As we reported earlier today, Chipotle has recruited a handful of famous authors and actors to write short essays that will appear on the chain’s paper cups and bags.
One of those writers is Michael Lewis, the New York Times best-selling author of Moneyball, The Blind Side, and most recently, Flash Boys.
In his essay for Chipotle, titled “The Two-Minute Minute,” Lewis explains his frenetic obsession with managing his time efficiently.
Read his essay below.
I spend too much time trying to spend less time. Before trips to the grocery store, I’ll waste minutes debating whether it is more efficient to make a list, or simply race up and down the aisles grabbing things. I spend what feels like decades in airport security lines trying to figure out how to get through most quickly: should I put the plastic bin containing my belt and shoes through the bomb detector before my carry-on bag, or after? And why sit patiently waiting for the light to turn green when I might email on my phone? I’ve become more worried about using time efficiently than using it well. But in saner moments I’m able to approach the fourth dimension not as a thing to be ruthlessly managed, but whose basic nature might be altered to enrich my experience of life.

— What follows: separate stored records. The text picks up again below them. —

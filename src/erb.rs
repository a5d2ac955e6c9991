//! ERB band layout shared by feature extraction and mask application.

use crate::{DfError, Result};

/// Glasberg-Moore ERB scale constants.
const ERB_A: f64 = 24.7;
const ERB_Q: f64 = 9.265;

/// Convert frequency in Hz to ERB scale.
fn freq2erb(freq_hz: f64) -> f64 {
    ERB_Q * (1.0 + freq_hz / (ERB_A * ERB_Q)).ln()
}

/// Convert ERB scale to frequency in Hz.
fn erb2freq(n_erb: f64) -> f64 {
    ERB_A * ERB_Q * ((n_erb / ERB_Q).exp() - 1.0)
}

/// Contiguous, non-overlapping grouping of spectral bins into ERB bands.
///
/// Computed once at construction and immutable afterwards. Band `b` covers
/// bins `offset(b) .. offset(b) + width(b)`; the widths sum to the bin count.
#[derive(Debug, Clone, PartialEq, Eq)]
pub struct ErbBands {
    widths: Vec<usize>,
    offsets: Vec<usize>,
}

impl ErbBands {
    /// Build the band layout for a spectrum of `fft_size / 2 + 1` bins.
    ///
    /// Band edges are equally spaced on the ERB scale and rounded to bins. Bands
    /// narrower than `min_width` are widened and the excess is taken from the
    /// following band. The last band also absorbs the DC bin offset.
    pub fn new(sample_rate: usize, fft_size: usize, nb_bands: usize, min_width: usize) -> Result<Self> {
        if nb_bands == 0 || fft_size < 2 {
            return Err(DfError::Config(format!(
                "invalid ERB layout: {} bands over fft size {}",
                nb_bands, fft_size
            )));
        }
        let n_freqs = fft_size / 2 + 1;
        let nyquist = sample_rate as f64 / 2.0;
        let freq_width = sample_rate as f64 / fft_size as f64;

        let erb_low = freq2erb(0.0);
        let erb_high = freq2erb(nyquist);
        let step = (erb_high - erb_low) / nb_bands as f64;

        let mut widths = vec![0usize; nb_bands];
        let mut prev_freq_bin = 0i64;
        let mut freq_over = 0i64;
        for (i, width) in widths.iter_mut().enumerate() {
            let f = erb2freq(erb_low + (i + 1) as f64 * step);
            let fb = (f / freq_width).round() as i64;
            let mut nb_freqs = fb - prev_freq_bin - freq_over;
            if nb_freqs < min_width as i64 {
                freq_over = min_width as i64 - nb_freqs;
                nb_freqs = min_width as i64;
            } else {
                freq_over = 0;
            }
            *width = nb_freqs as usize;
            prev_freq_bin = fb;
        }
        widths[nb_bands - 1] += 1;

        Self::from_widths(widths, n_freqs)
    }

    /// Use an explicit band layout, e.g. one shipped with a model.
    pub fn from_widths(widths: Vec<usize>, n_freqs: usize) -> Result<Self> {
        if widths.iter().any(|&w| w == 0) {
            return Err(DfError::Config(format!("ERB layout has an empty band: {:?}", widths)));
        }
        let total: usize = widths.iter().sum();
        if total != n_freqs {
            return Err(DfError::Config(format!(
                "ERB widths cover {} bins, spectrum has {} (too many bands for this frame size?)",
                total, n_freqs
            )));
        }
        let offsets = widths
            .iter()
            .scan(0usize, |acc, &w| {
                let start = *acc;
                *acc += w;
                Some(start)
            })
            .collect();
        Ok(Self { widths, offsets })
    }

    /// Number of bands.
    pub fn len(&self) -> usize {
        self.widths.len()
    }

    pub fn is_empty(&self) -> bool {
        self.widths.is_empty()
    }

    /// Total number of bins covered.
    pub fn bins(&self) -> usize {
        self.widths.iter().sum()
    }

    pub fn widths(&self) -> &[usize] {
        &self.widths
    }

    /// Bin range of each band, lowest band first.
    pub fn ranges(&self) -> impl Iterator<Item = std::ops::Range<usize>> + '_ {
        self.offsets
            .iter()
            .zip(self.widths.iter())
            .map(|(&start, &width)| start..start + width)
    }
}

#[cfg(test)]
mod tests {
    use super::*;

    #[test]
    fn test_erb_scale_conversion() {
        for hz in [0.0, 100.0, 1000.0, 8000.0, 24000.0] {
            let back = erb2freq(freq2erb(hz));
            assert!((back - hz).abs() < 1e-6 * hz.max(1.0));
        }
    }

    #[test]
    fn test_default_layout_covers_spectrum() {
        let bands = ErbBands::new(48000, 1024, 32, 2).unwrap();
        assert_eq!(bands.len(), 32);
        assert_eq!(bands.bins(), 513);
        assert!(bands.widths().iter().all(|&w| w >= 2));
        // Widths grow towards high frequencies
        assert!(bands.widths()[31] > bands.widths()[0]);
    }

    #[test]
    fn test_deepfilternet_layout() {
        // DeepFilterNet defaults: 960-point FFT, 32 bands, min 2 bins
        let bands = ErbBands::new(48000, 960, 32, 2).unwrap();
        assert_eq!(bands.bins(), 481);
    }

    #[test]
    fn test_ranges_are_contiguous() {
        let bands = ErbBands::new(48000, 1024, 32, 2).unwrap();
        let mut next = 0;
        for range in bands.ranges() {
            assert_eq!(range.start, next);
            assert!(range.end > range.start);
            next = range.end;
        }
        assert_eq!(next, 513);
    }

    #[test]
    fn test_too_many_bands_rejected() {
        // 64 bands of at least 4 bins cannot fit into 65 bins
        assert!(ErbBands::new(48000, 128, 64, 4).is_err());
    }

    #[test]
    fn test_from_widths_validates() {
        assert!(ErbBands::from_widths(vec![2, 3, 4], 9).is_ok());
        assert!(ErbBands::from_widths(vec![2, 3, 4], 10).is_err());
        assert!(ErbBands::from_widths(vec![2, 0, 7], 9).is_err());
    }
}
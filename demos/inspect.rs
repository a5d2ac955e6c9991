//! Example: List the tensors a model directory declares and the shapes it produces
//!
//! Usage: cargo run --example inspect -- [model_dir]

use deepfilter_pipeline::{InferenceBackend, OnnxInference, PipelineConfig};
use std::path::Path;

fn main() -> Result<(), Box<dyn std::error::Error>> {
    let model_dir = match std::env::args().nth(1) {
        Some(dir) => Path::new(&dir).to_path_buf(),
        None => Path::new(env!("CARGO_MANIFEST_DIR")).join("models/dfn3"),
    };

    let config = PipelineConfig::from_model_dir(&model_dir)?;
    println!(
        "{}: {} ERB bands, {} DF bins, {} taps, norm alpha {}",
        model_dir.display(),
        config.nb_erb,
        config.nb_df,
        config.df_order,
        config.norm_alpha
    );

    let backend = OnnxInference::new(&model_dir)?;
    print!("{}", backend.describe());
    Ok(())
}
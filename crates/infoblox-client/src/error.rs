//! Infoblox client errors

use thiserror::Error;

#[derive(Debug, Error)]
pub enum InfobloxError {
    #[error("HTTP error: {0}")]
    Http(#[from] reqwest::Error),

    #[error("Infoblox API error ({status}): {body}")]
    Status {
        status: reqwest::StatusCode,
        body: String,
    },

    #[error("Serialization error: {0}")]
    Serialization(#[from] serde_json::Error),

    #[error("Configuration error: {0}")]
    Configuration(String),
}
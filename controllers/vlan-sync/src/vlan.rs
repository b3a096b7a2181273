//! VLAN import from Infoblox networks into Device42
//!
//! Every Infoblox network carrying a `VLAN` extensible attribute yields one
//! Device42 VLAN per number in that attribute. Infoblox data is hand-entered,
//! so the attribute may hold a single number, an inclusive range (`100-104`)
//! or garbage; garbage is reported and skipped.

use crate::error::SyncError;
use device42_client::{Device42ClientTrait, Vlan, VlanFilter};
use infoblox_client::Network;
use std::fmt;
use tracing::{debug, info, warn};

/// Notes attached to every generated VLAN
pub const GENERATED_NOTES: &str =
    "Warning This entry was automatically generated by a script that queries Infoblox! Use with caution";

/// Prefix added to the notes when the VLAN number is already taken
pub const DUPLICATE_NUMBER_WARNING: &str =
    "Warning: Two VLANS have the same number! This is likely a mistake\n";

/// Why a `VLAN` attribute value could not be used
#[derive(Debug, Clone, PartialEq, Eq)]
pub struct InvalidVlanValue(pub String);

impl fmt::Display for InvalidVlanValue {
    fn fmt(&self, f: &mut fmt::Formatter<'_>) -> fmt::Result {
        write!(f, "'{}' is neither a VLAN number nor a range", self.0)
    }
}

/// Expand a `VLAN` attribute value into VLAN numbers
///
/// `"N"` yields `[N]`, `"A-B"` yields `A..=B`. A reversed range is invalid.
pub fn parse_vlan_numbers(value: &str) -> Result<Vec<u32>, InvalidVlanValue> {
    let invalid = || InvalidVlanValue(value.to_string());
    let parse = |part: &str| part.trim().parse::<u32>().map_err(|_| invalid());

    match value.split('-').collect::<Vec<_>>().as_slice() {
        [single] => Ok(vec![parse(single)?]),
        [start, end] => {
            let (start, end) = (parse(start)?, parse(end)?);
            if start > end {
                return Err(invalid());
            }
            Ok((start..=end).collect())
        }
        _ => Err(invalid()),
    }
}

/// VLAN payload describing `network`
pub fn vlan_for_network(network: &Network, number: u32) -> Vlan {
    Vlan {
        number: number.to_string(),
        name: Some(network.comment.clone().unwrap_or_default()),
        description: Some(format!("Vlan for subnetwork {}", network.network)),
        notes: Some(GENERATED_NOTES.to_string()),
        ..Default::default()
    }
}

/// Whether `candidate` differs from every existing VLAN with its number
///
/// Two VLANs are the same when name and description match; notes and IDs
/// are ignored.
pub fn needs_new_vlan(existing: &[Vlan], candidate: &Vlan) -> bool {
    let key = |v: &Vlan| {
        (
            v.name.clone().unwrap_or_default(),
            v.description.clone().unwrap_or_default(),
        )
    };
    let wanted = key(candidate);
    !existing.iter().any(|v| key(v) == wanted)
}

/// Outcome counters of an import run
#[derive(Debug, Clone, Copy, Default, PartialEq, Eq)]
pub struct ImportReport {
    pub created: usize,
    pub skipped: usize,
    pub invalid: usize,
    /// Networks without a `VLAN` attribute
    pub without_vlan: usize,
}

impl fmt::Display for ImportReport {
    fn fmt(&self, f: &mut fmt::Formatter<'_>) -> fmt::Result {
        write!(
            f,
            "{} created, {} already present, {} invalid, {} networks without VLAN",
            self.created, self.skipped, self.invalid, self.without_vlan
        )
    }
}

/// Import the VLANs of a single network
pub async fn import_network<C>(
    client: &C,
    network: &Network,
    report: &mut ImportReport,
) -> Result<(), SyncError>
where
    C: Device42ClientTrait + ?Sized,
{
    let Some(value) = network.vlan_value() else {
        report.without_vlan += 1;
        return Ok(());
    };

    let numbers = match parse_vlan_numbers(value) {
        Ok(numbers) => numbers,
        Err(e) => {
            warn!("Could not transfer VLAN of network {}: {}", network.network, e);
            report.invalid += 1;
            return Ok(());
        }
    };

    for number in numbers {
        let mut vlan = vlan_for_network(network, number);

        let existing = client
            .get_vlans(&VlanFilter {
                number: Some(vlan.number.clone()),
                ..Default::default()
            })
            .await?;

        if !needs_new_vlan(&existing, &vlan) {
            debug!("VLAN {} for {} already present", number, network.network);
            report.skipped += 1;
            continue;
        }

        if !existing.is_empty() {
            warn!(
                "VLAN number {} already used by {} other VLAN(s), creating a duplicate for {}",
                number,
                existing.len(),
                network.network
            );
            vlan.notes = Some(format!("{}{}", DUPLICATE_NUMBER_WARNING, GENERATED_NOTES));
        }

        let res = client.post_vlan(&vlan).await?;
        info!("Created VLAN {} for {} (ID: {})", number, network.network, res.id);
        report.created += 1;
    }

    Ok(())
}

/// Import the VLANs of every network
pub async fn import_vlans<C>(client: &C, networks: &[Network]) -> Result<ImportReport, SyncError>
where
    C: Device42ClientTrait + ?Sized,
{
    let mut report = ImportReport::default();
    for network in networks {
        debug!("Checking out {}", network.network);
        import_network(client, network, &mut report).await?;
    }
    Ok(report)
}

#[cfg(test)]
mod tests {
    use super::*;
    use device42_client::{Device42Error, MockDevice42Client};
    use serde_json::json;

    fn network(cidr: &str, comment: Option<&str>, vlan: Option<&str>) -> Network {
        let mut value = json!({
            "_ref": format!("network/{}", cidr),
            "network": cidr,
            "network_view": "internal"
        });
        if let Some(comment) = comment {
            value["comment"] = json!(comment);
        }
        if let Some(vlan) = vlan {
            value["extattrs"] = json!({"VLAN": {"value": vlan}});
        }
        serde_json::from_value(value).unwrap()
    }

    #[test]
    fn test_parse_vlan_numbers() {
        assert_eq!(parse_vlan_numbers("42"), Ok(vec![42]));
        assert_eq!(parse_vlan_numbers(" 7 "), Ok(vec![7]));
        assert_eq!(parse_vlan_numbers("100-103"), Ok(vec![100, 101, 102, 103]));
        assert_eq!(parse_vlan_numbers("5-5"), Ok(vec![5]));
    }

    #[test]
    fn test_parse_vlan_numbers_rejects_garbage() {
        for value in ["", "abc", "10-", "-10", "1-2-3", "20-10", "10/20"] {
            assert!(parse_vlan_numbers(value).is_err(), "{} should be invalid", value);
        }
    }

    #[test]
    fn test_vlan_payload() {
        let vlan = vlan_for_network(&network("10.0.0.0/24", Some("Office"), Some("10")), 10);
        assert_eq!(vlan.number, "10");
        assert_eq!(vlan.name.as_deref(), Some("Office"));
        assert_eq!(vlan.description.as_deref(), Some("Vlan for subnetwork 10.0.0.0/24"));
        assert_eq!(vlan.notes.as_deref(), Some(GENERATED_NOTES));

        let unnamed = vlan_for_network(&network("10.0.1.0/24", None, Some("11")), 11);
        assert_eq!(unnamed.name.as_deref(), Some(""));
    }

    #[test]
    fn test_needs_new_vlan_compares_name_and_description() {
        let candidate = vlan_for_network(&network("10.0.0.0/24", Some("Office"), None), 10);
        assert!(needs_new_vlan(&[], &candidate));

        let same = Vlan {
            notes: Some("edited by hand".to_string()),
            vlan_id: Some(3),
            ..candidate.clone()
        };
        assert!(!needs_new_vlan(&[same], &candidate));

        let other = Vlan {
            name: Some("Lab".to_string()),
            ..candidate.clone()
        };
        assert!(needs_new_vlan(&[other], &candidate));
    }

    #[tokio::test]
    async fn test_import_expands_ranges_and_skips_known() {
        let client = MockDevice42Client::new("https://d42.test");
        let networks = vec![
            network("10.0.0.0/24", Some("Office"), Some("100-102")),
            network("10.0.1.0/24", Some("Lab"), Some("bogus")),
            network("10.0.2.0/24", None, None),
        ];

        let report = import_vlans(&client, &networks).await.unwrap();
        assert_eq!(
            report,
            ImportReport {
                created: 3,
                skipped: 0,
                invalid: 1,
                without_vlan: 1
            }
        );

        let mut numbers: Vec<_> = client.vlans().into_iter().map(|v| v.number).collect();
        numbers.sort();
        assert_eq!(numbers, vec!["100", "101", "102"]);

        // Running again changes nothing
        let report = import_vlans(&client, &networks).await.unwrap();
        assert_eq!(report.created, 0);
        assert_eq!(report.skipped, 3);
        assert_eq!(client.vlans().len(), 3);
    }

    #[tokio::test]
    async fn test_import_flags_duplicate_numbers() {
        let client = MockDevice42Client::new("https://d42.test");
        client.add_vlan(Vlan {
            number: "200".to_string(),
            name: Some("Existing".to_string()),
            description: Some("hand made".to_string()),
            ..Default::default()
        });

        let report = import_vlans(&client, &[network("10.9.0.0/24", Some("DMZ"), Some("200"))])
            .await
            .unwrap();
        assert_eq!(report.created, 1);

        let created = client
            .vlans()
            .into_iter()
            .find(|v| v.name.as_deref() == Some("DMZ"))
            .unwrap();
        let notes = created.notes.unwrap();
        assert!(notes.starts_with(DUPLICATE_NUMBER_WARNING));
        assert!(notes.ends_with(GENERATED_NOTES));
    }

    #[tokio::test]
    async fn test_import_stops_on_device42_error() {
        let client = MockDevice42Client::new("https://d42.test");
        client.fail_writes_to("vlans", "vlan number out of range");

        let err = import_vlans(&client, &[network("10.0.0.0/24", None, Some("5000"))])
            .await
            .unwrap_err();
        assert!(matches!(err, SyncError::Device42(Device42Error::ReturnCode(_))));
    }
}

I even have tricks for slowing time –or at least my perception of it. At night I sometimes write down things that happened that day.
For example: This morning Walker (my five year old son) asks me if I had a pet when I was a kid. “Yes,” I say, “I had a Siamese cat that I loved named Ding How, but he got run over by a car.” Walker: “It’s lucky that it got killed by a car.” Me: “Why?” Walker: “Because then you could get a new cat that isn’t named Ding How.”
Recording the quotidian details of my day seems to add hours a day to my life: I’m not sure why. Another trick is to focus on some ordinary thing–the faintly geological strata of the insides of a burrito, for instance–and try to describe what I see. Another: pick a task I’d normally do quickly and thoughtlessly–writing words for the side of a cup, say– and do it as slowly as possible. Forcing my life into slow-motion, I notice a lot that I miss at game speed. The one thing I don’t notice is the passage of time.